Infrastructure monitoring: Defense against surprise downtime

Image by:

JuralMin, CC0. Modified by Jason Baker.

Infrastructure monitoring is an integral part of infrastructure management. It is an IT manager's first line of defense against surprise downtime. Severe issues can inject considerable downtime to live infrastructure, sometimes causing heavy loss of money and material.

Monitoring collects time-series data from your infrastructure so it can be analyzed to predict upcoming issues with the infrastructure and its underlying components. This gives the IT manager or support staff time to prepare and apply a resolution before a problem occurs.

A good monitoring system provides:

Measurement of the infrastructure's performance over time
Node-level analysis and alerts
Network-level analysis and alerts
Downtime analysis and alerts
Answers to the 5 W's of incident management and root cause analysis (RCA):
- What was the actual issue?
- When did it happen?
- Why did it happen?
- What was the downtime?
- What needs to be done to avoid it in the future?

Building a strong monitoring system

There are a number of tools available that can build a viable and strong monitoring system. The only decision to make is which to use; your answer lies in what you want to achieve with monitoring as well as various financial and business factors you must consider.

While some monitoring tools are proprietary, many open source tools, either unmanaged or community-managed software, will do the job even better than the closed source options.

In this article, I will focus on open source tools and how to use them to create a strong monitoring architecture.

Log collection and analysis

To say "logs are helpful" would be an understatement. Logs not only help in debugging issues; they also provide a lot of information to help you predict an upcoming issue. Logs are the first door to open when you encounter issues with software components.

Both Fluentd and Logstash can be used for log collection; the only reason I would choose Fluentd over Logstash is because of its independence from the Java process; it is written in C+ Ruby, which is widely supported by container runtimes like Docker and orchestration tools like Kubernetes.

Log analytics is the process of analyzing the log data you collect over time and producing real-time logging metrics. Elasticsearch is a powerful tool that can do just that.

Finally, you need a tool that can collect logging metrics and enable you to visualize the log trends using charts and graphs that are easy to understand. Kibana is my favorite option for that purpose.

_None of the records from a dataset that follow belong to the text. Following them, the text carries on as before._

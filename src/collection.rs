//! An ordered, sortable collection of publishers.

use chrono::{Local, NaiveDate};
use std::cmp::Ordering;
use std::fmt;

use crate::domain::{Book, Organization, OrganizationOrder, Person, Publisher, Size, ymd};

#[derive(Debug, Clone, Default, PartialEq, Eq)]
pub struct PublisherCollection {
    publishers: Vec<Publisher>,
}

impl PublisherCollection {
    pub fn new() -> Self {
        Self::default()
    }

    pub fn len(&self) -> usize {
        self.publishers.len()
    }

    pub fn is_empty(&self) -> bool {
        self.publishers.is_empty()
    }

    pub fn iter(&self) -> std::slice::Iter<'_, Publisher> {
        self.publishers.iter()
    }

    pub fn as_slice(&self) -> &[Publisher] {
        &self.publishers
    }

    /// Adds the two stock publishers, Alpha (Kyiv) and Beta (Lviv).
    pub fn add_defaults(&mut self) {
        let today = Local::now().date_naive();
        let author = Person::new("Ivan", "Ivanenko", ymd(1980, 1, 1));
        let employee = Person::new("Taras", "Shevchenko", ymd(1990, 2, 2));

        let mut alpha = stock_publisher("Alpha", "Kyiv", today, 2010);
        alpha.add_books([Book::new(
            author.clone(),
            "Intro to Rust",
            ymd(2020, 1, 1),
            Size::Standard,
        )]);
        alpha.add_employees([author]);

        let mut beta = stock_publisher("Beta", "Lviv", today, 2012);
        beta.add_books([Book::new(
            employee.clone(),
            "Advanced Rust",
            ymd(2021, 2, 2),
            Size::Big,
        )]);
        beta.add_employees([employee]);

        self.publishers.push(alpha);
        self.publishers.push(beta);
    }

    /// Appends publishers, giving each a pocket edition and a staff member first.
    pub fn add_publishers(&mut self, publishers: impl IntoIterator<Item = Publisher>) {
        let today = Local::now().date_naive();
        for mut publisher in publishers {
            let book = Book::new(
                Person::new("Oksana", "Petryk", ymd(1995, 3, 3)),
                format!("Book of {}", publisher.name()),
                today,
                Size::Pocket,
            );
            publisher.add_books([book]);
            publisher.add_employees([Person::new("Andrii", "Zaychenko", ymd(1993, 4, 4))]);
            self.publishers.push(publisher);
        }
    }

    /// Stable in-place sort by a caller-supplied order over organization keys.
    pub fn sort_by<F>(&mut self, mut compare: F)
    where
        F: FnMut(&Organization, &Organization) -> Ordering,
    {
        self.publishers
            .sort_by(|a, b| compare(a.organization(), b.organization()));
    }

    /// Stable in-place sort by one of the named orders.
    pub fn sort(&mut self, order: OrganizationOrder) {
        tracing::debug!(order = %order, len = self.publishers.len(), "sorting publishers");
        crate::metrics::METRICS.record_sort(order);
        self.sort_by(order.comparator());
    }

    pub fn is_sorted_by(&self, order: OrganizationOrder) -> bool {
        self.publishers
            .windows(2)
            .all(|pair| order.compare(pair[0].organization(), pair[1].organization()) != Ordering::Greater)
    }

    pub fn short_string(&self) -> String {
        self.publishers
            .iter()
            .map(Publisher::short_string)
            .collect::<Vec<_>>()
            .join("\n")
    }
}

impl FromIterator<Publisher> for PublisherCollection {
    fn from_iter<I: IntoIterator<Item = Publisher>>(iter: I) -> Self {
        Self {
            publishers: iter.into_iter().collect(),
        }
    }
}

impl<'a> IntoIterator for &'a PublisherCollection {
    type Item = &'a Publisher;
    type IntoIter = std::slice::Iter<'a, Publisher>;

    fn into_iter(self) -> Self::IntoIter {
        self.publishers.iter()
    }
}

impl fmt::Display for PublisherCollection {
    fn fmt(&self, f: &mut fmt::Formatter<'_>) -> fmt::Result {
        for publisher in &self.publishers {
            writeln!(f, "{publisher}")?;
        }
        Ok(())
    }
}

// stock years are all in the past
fn stock_publisher(name: &str, address: &str, expiry: NaiveDate, year: i32) -> Publisher {
    Publisher::from_organization(Organization::new_unchecked(name, address, year), expiry)
}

Because logs can hold sensitive information, here are a few security pointers to remember:

Always transport logs over a secure connection.
The logging/monitoring infrastructure should be implemented inside the restricted subnet.
Access to monitoring user interfaces (e.g., Kibana and Grafana) should be restricted or authenticated only to stakeholders.

Node-level metrics

Not everything is logged!

Yes, you heard that right: Logging monitors a software or a process, not every component in the infrastructure.

Operating system disks, externally mounted data disks, Elastic Block Store, CPU, I/O, network packets, inbound and outbound connections, physical memory, virtual memory, buffer space, and queues are some of the major components that rarely appear in logs unless something fails for them.

So, how could you collect this data?

Prometheus is one answer. You just need to install software-specific exporters on the virtual machine nodes and configure Prometheus to collect time-based data from those unattended components. Grafana uses the data Prometheus collects to provide a live visual representation of your node's current status.

If you are looking for a simpler solution to collect time-series metrics, consider Metricbeat, Elastic.io's in-house open source tool, which can be used with Kibana to replace Prometheus and Grafana.

Alerts and notifications

You can't take advantage of monitoring without alerts and notifications. Unless stakeholders—no matter where they are in this big, big world—receive a notification about an issue, there's no way they can analyze and fix the issue, prevent the customer from being impacted, and avoid it in the future.

Prometheus, with predefined alerting rules using its in-house Alertmanager and Grafana, can send alerts based on configured rules. Sensu and Nagios are other open source tools that offer alerting and monitoring services.

The only problem people have with open source alerting tools is that the configuration time and the process sometimes seem hard, but once they are set up, these tools function better than proprietary alternatives.

However, open source tools' biggest advantage is that we have control over their behavior.

Monitoring workflow and architecture

A good monitoring architecture is the backbone of a strong and stable monitoring system. It might look something like this diagram.

In the end, you must choose a tool based on your needs and infrastructure. The open source tools discussed in this article are used by many organizations for monitoring their infrastructure and blessing it with high uptime.

This article was adapted from a post on Medium.com's Hacker Noon and is republished here with the author's permission.